Too still. Too silent.
Cadmus breathed slowly. Shadows seemed darker and thicker all of a sudden. He wanted to pull his cloak over his head to hide from their depths.
"Brother?" he called quietly, voice barely above a whisper. He did not wish to shatter that silence.
No one answered him.
"Bro – "
A hand covered his mouth, muffling the scream of alarm that sought to escape him.
"Shh," Antioch hissed into his ear. Cadmus froze, breath short, heart pounding too quickly in his chest. "Something's here."
He knew. There was a terseness, a prickling on his skin. His eyes roamed their small campsite, looking for anything out of place, a sign of what had disturbed his slumber.
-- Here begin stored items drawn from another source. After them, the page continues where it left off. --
use axum::{
    body::Body,
    extract::{multipart::MultipartError, Multipart, Path, Query, State},
    http::{header, HeaderMap, HeaderName, HeaderValue, StatusCode},
    response::{IntoResponse, Response},
    Json,
};
use futures_util::StreamExt;
use serde::Serialize;
use tokio_util::io::ReaderStream;

use crate::{
    error::{AppError, Result},
    files::{format_size, parse_range, FileCategory, ListPage, ListParams, PreviewKind, ValidationError},
    AppState,
};

const UPLOAD_FIELD: &str = "file";

const PREVIEW_ALLOW_METHODS: &str = "GET, OPTIONS, HEAD";
const PREVIEW_ALLOW_HEADERS: &str =
    "Origin, Content-Type, Content-Range, Content-Disposition, Content-Description, X-Requested-With";
const PREVIEW_EXPOSE_HEADERS: &str = "Content-Range, Content-Length";

#[derive(Debug, Serialize)]
pub struct UploadResponse {
    pub message: String,
    pub filename: String,
    pub size: String,
    #[serde(rename = "type")]
    pub category: FileCategory,
}

#[derive(Debug, Serialize)]
pub struct MessageResponse {
    pub message: String,
}

pub async fn upload_file(
    State(state): State<AppState>,
    mut multipart: Multipart,
) -> Result<Json<UploadResponse>> {
    let max_size = state.file_manager.max_file_size();

    while let Some(field) = multipart.next_field().await.map_err(|e| {
        let err = multipart_error(e, max_size);
        state.logger.warn(&format!("Failed to read upload: {}", err));
        err
    })? {
        if field.name() != Some(UPLOAD_FIELD) {
            continue;
        }

        let Some(filename) = field.file_name().map(str::to_string) else {
            break;
        };

        let content = field.map(|chunk| chunk.map_err(|e| multipart_error(e, max_size)));
        let saved = state.file_manager.store_file(&filename, content).await?;

        return Ok(Json(UploadResponse {
            message: "File uploaded successfully".to_string(),
            filename: saved.name,
            size: format_size(saved.size),
            category: saved.category,
        }));
    }

    state.logger.warn("No file uploaded");
    Err(AppError::NoFileProvided)
}

/// A body cut off by the transport limit is reported as an oversized file.
fn multipart_error(err: MultipartError, max_size: u64) -> AppError {
    if err.status() == StatusCode::PAYLOAD_TOO_LARGE {
        AppError::Validation(ValidationError::FileTooLarge {
            size: max_size.saturating_add(1),
            max_size,
        })
    } else {
        AppError::BadRequest(format!("Failed to read multipart body: {}", err.body_text()))
    }
}

pub async fn download_file(
    State(state): State<AppState>,
    Path(filename): Path<String>,
) -> Result<Response> {
    let opened = state.file_manager.open_file(&filename).await?;

    let content_type = mime_guess::from_path(&filename).first_or_octet_stream();

    let mut headers = HeaderMap::new();
    insert_header(&mut headers, header::CONTENT_TYPE, content_type.as_ref());
    headers.insert(header::CONTENT_LENGTH, HeaderValue::from(opened.size));
    headers.insert(
        header::CONTENT_DISPOSITION,
        content_disposition("attachment", &format!("\"{}\"", filename.replace('"', "\\\""))),
    );

    let body = Body::from_stream(ReaderStream::new(opened.into_reader()));

    Ok((StatusCode::OK, headers, body).into_response())
}

pub async fn preview_file(
    State(state): State<AppState>,
    Path(filename): Path<String>,
    request_headers: HeaderMap,
) -> Result<Response> {
    let (kind, opened) = state.file_manager.open_preview(&filename).await?;
    let size = opened.size;

    let mut headers = preview_headers(kind, &filename);

    let Some(range_header) = request_headers.get(header::RANGE) else {
        headers.insert(header::CONTENT_LENGTH, HeaderValue::from(size));
        let body = Body::from_stream(ReaderStream::new(opened.into_reader()));
        return Ok((StatusCode::OK, headers, body).into_response());
    };

    let unsatisfiable = |reason: &str| {
        state
            .logger
            .warn(&format!("Invalid range for {}: {}", filename, reason));
        AppError::MalformedRange { size }
    };

    let range_header = range_header
        .to_str()
        .map_err(|_| unsatisfiable("header is not visible ASCII"))?;
    let range = parse_range(range_header, size)
        .map_err(|e| unsatisfiable(&e.to_string()))?
        .first()
        .copied()
        .ok_or_else(|| unsatisfiable("no ranges"))?;

    state.logger.debug(&format!(
        "Serving range {} of {} ({} bytes)",
        range, filename, size
    ));

    insert_header(&mut headers, header::CONTENT_RANGE, &range.content_range(size));
    headers.insert(header::CONTENT_LENGTH, HeaderValue::from(range.size()));

    let reader = opened.into_range_reader(range).await?;
    let body = Body::from_stream(ReaderStream::new(reader));

    Ok((StatusCode::PARTIAL_CONTENT, headers, body).into_response())
}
Their bags on the ground. Antioch's empty scabbard. The dead tree against which Ignotus slept –
Alarm washed over him, ice-cold in the pit of his stomach.
"Ignotus' not here," he breathed.
A twig snapped, and events dissolved into a dream-like haze.
Two eyes gleamed in the shadows clinging to the surrounding trees, glaring like polished steel in the sun. The ground groaned under the weight of invisible hooves. Then, a form, tall, monstrous, taken right out of Cadmus' worst nightmares, burst from between the trunks, bare muscles tense under the weak light of the moon, teeth and claws and. . .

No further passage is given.